I'd rather see healthy eating rewarded over unhealthy eating being penalized. For example, I oppose fat tax, but do think that there should be a reward for eating healthier, such as giving tax breaks to organic farms and whatnot, so people can afford to purchase healthier produce and meat. Schools should not be allowed to serve too many processed items with an overabundance of chemicals, salt and sugar. Things like that are areas which could be improved.

But I do have an extreme sensitivity to how obese people are treated. Food can be a serious addiction, so it's not just a fact of "stop eating it" for everyone. Especially not when people have been conditioned for years to eat a certain way and have no knowledge of how to change things.

We're slowly working on stamping out things like homophobia and sexism, but "fat-hating" is still an acceptable form of discrimination in many cases.

I have a very close family member who gets stared at every time we go out together. She's extremely obese and has to use a scooter to get around (which I hate, haha, because I'm the one stuck having to put it together and the damn thing is heavy!). It frustrates me to no end when I see people glaring at her and giving looks of judgement. They know nothing about how she got to the point she was at, and the attitudes are appalling.

Likewise, I have another family member who eats like shit and is as skinny as a twig. She always makes comments about fat people as if it's hideous to her, but if food actually had an effect on her, she'd be massive. She just got lucky that she can eat what she wants and not gain weight.

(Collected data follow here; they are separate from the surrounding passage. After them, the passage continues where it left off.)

use std::collections::{BTreeMap, HashMap};
use std::path::{Path, PathBuf};

use futures_util::stream::{self, StreamExt};
use serde::Deserialize;
use tracing::info;

use crate::core::context::InstallContext;
use crate::core::downloader::FetchRequest;
use crate::core::error::{LauncherError, LauncherResult};
use crate::core::progress::{scaled, Phase, ProgressEvent};
use crate::core::version::AssetIndexRef;

pub const RESOURCES_URL: &str = "https://resources.download.minecraft.net";

/// Progress is reported once per this many processed objects.
pub const ASSET_PROGRESS_EVERY: usize = 100;

/// Top-level asset index JSON structure.
#[derive(Debug, Deserialize)]
pub struct AssetIndex {
    pub objects: HashMap<String, AssetObject>,
}

#[derive(Debug, Clone, Deserialize)]
pub struct AssetObject {
    pub hash: String,
    pub size: u64,
}

impl AssetObject {
    fn prefix(&self) -> LauncherResult<&str> {
        let valid = self.hash.len() == 40 && self.hash.bytes().all(|b| b.is_ascii_hexdigit());
        if !valid {
            return Err(LauncherError::Other(format!(
                "Invalid asset hash: {:?}",
                self.hash
            )));
        }
        Ok(&self.hash[..2])
    }

    /// `objects/<hh>/<hash>`
    pub fn storage_path(&self, objects_dir: &Path) -> LauncherResult<PathBuf> {
        Ok(objects_dir.join(self.prefix()?).join(&self.hash))
    }

    pub fn url(&self, resources_url: &str) -> LauncherResult<String> {
        Ok(format!(
            "{}/{}/{}",
            resources_url.trim_end_matches('/'),
            self.prefix()?,
            self.hash
        ))
    }
}

impl AssetIndex {
    /// Distinct objects ordered by hash; several names may share one object.
    pub fn unique_objects(&self) -> Vec<&AssetObject> {
        let mut by_hash = BTreeMap::new();
        for object in self.objects.values() {
            by_hash.entry(object.hash.as_str()).or_insert(object);
        }
        by_hash.into_values().collect()
    }
}

/// Outcome of the asset phase.
#[derive(Debug, Clone, Copy, PartialEq, Eq)]
pub struct AssetSummary {
    pub total: usize,
    pub downloaded: usize,
}

/// Download the asset index (if missing) and every missing object it references.
///
/// Objects are fetched `concurrency` at a time; the first failure aborts the phase.
pub async fn install_assets(
    ctx: InstallContext<'_>,
    index_ref: &AssetIndexRef,
    resources_url: &str,
    concurrency: usize,
) -> LauncherResult<AssetSummary> {
    ctx.progress.emit(ProgressEvent::new(
        Phase::Assets,
        "Downloading asset index...",
        50,
    ));

    let index_path = ctx
        .layout
        .asset_indexes_dir()
        .join(format!("{}.json", index_ref.id));
    if !index_path.exists() {
        ctx.fetcher
            .fetch(FetchRequest::new(&index_ref.url, &index_path).sha1(index_ref.sha1.as_deref()))
            .await?;
    }

    let raw = tokio::fs::read_to_string(&index_path)
        .await
        .map_err(|e| LauncherError::io(&index_path, e))?;
    let index: AssetIndex = serde_json::from_str(&raw)?;

    let objects_dir = ctx.layout.asset_objects_dir();
    let objects = index.unique_objects();
    let total = objects.len();

    let mut missing = Vec::new();
    for object in objects {
        let dest = object.storage_path(&objects_dir)?;
        if !dest.exists() {
            missing.push((object, dest));
        }
    }

    info!(
        "Downloading {} asset objects ({} already cached)",
        missing.len(),
        total - missing.len()
    );

    let downloaded = missing.len();
    let mut processed = total - downloaded;
    let mut last_reported = None;

    let mut downloads = stream::iter(missing)
        .map(|(object, dest)| {
            let fetcher = ctx.fetcher;
            let url = object.url(resources_url);
            async move {
                let url = url?;
                fetcher
                    .fetch(FetchRequest::new(&url, &dest).sha1(Some(&object.hash)))
                    .await
            }
        })
        .buffer_unordered(concurrency.max(1));

    while let Some(result) = downloads.next().await {
        result?;
        processed += 1;
        if processed % ASSET_PROGRESS_EVERY == 0 {
            report(&ctx, processed, total);
            last_reported = Some(processed);
        }
    }

    if last_reported != Some(total) {
        report(&ctx, total, total);
    }

    Ok(AssetSummary { total, downloaded })
}

fn report(ctx: &InstallContext<'_>, processed: usize, total: usize) {
    ctx.progress.emit(ProgressEvent::new(
        Phase::Assets,
        format!("Assets ({processed}/{total})"),
        scaled(processed, total, 50, 30),
    ));
}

message 17: by Rita (last edited Jan 05, 2013 01:15AM) (new) - added it

Rita I definitely understand where you're coming from. Judging and unknowing looks from strangers are of course not nice - especially if your family member is without fault of her condition. But, and I think that you agree with me, you would understand why people would look at her (or someone else for that matter) like that if she was -for instance- in the process of eating something really nasty, like a bucket of deep-fried KFC wings? I don't know about the area where you live in, but compared to Denmark where I am from, here in Holland I see a lot of extremely fat people eating junk food while they are barely able to walk on their own. That's not something I could ever look approvingly at, ever.

I completely agree: healthy food choices should be rewarded (both in terms of promoting cruelty-free meats, organic produce, etc.), and not do what they tried to do in Denmark one or two years ago when they introduced the fat-tax. Biggest failure in Danish economic history. It was implemented without thinking about what food-items you were raising the tax on and what consequences it would have on people and without differentiating between the good fats and the unhealthy fats.

Let's take milk for instance. We can all agree that it's a very important food-item for any household and especially for households with growing infants/children. They should not be drinking skinny milk (that's what adults should be drinking), but full milk. Now suddenly, and out of the blue, families were no longer able to afford what was good for their children, while people living near the borders to either Germany or Sweden would cross the borders and buy their unhealthy snacks there instead. Completely idiotic idiotic law. No, healthy choices should be rewarded by being taxed les than their unhealthy alternatives.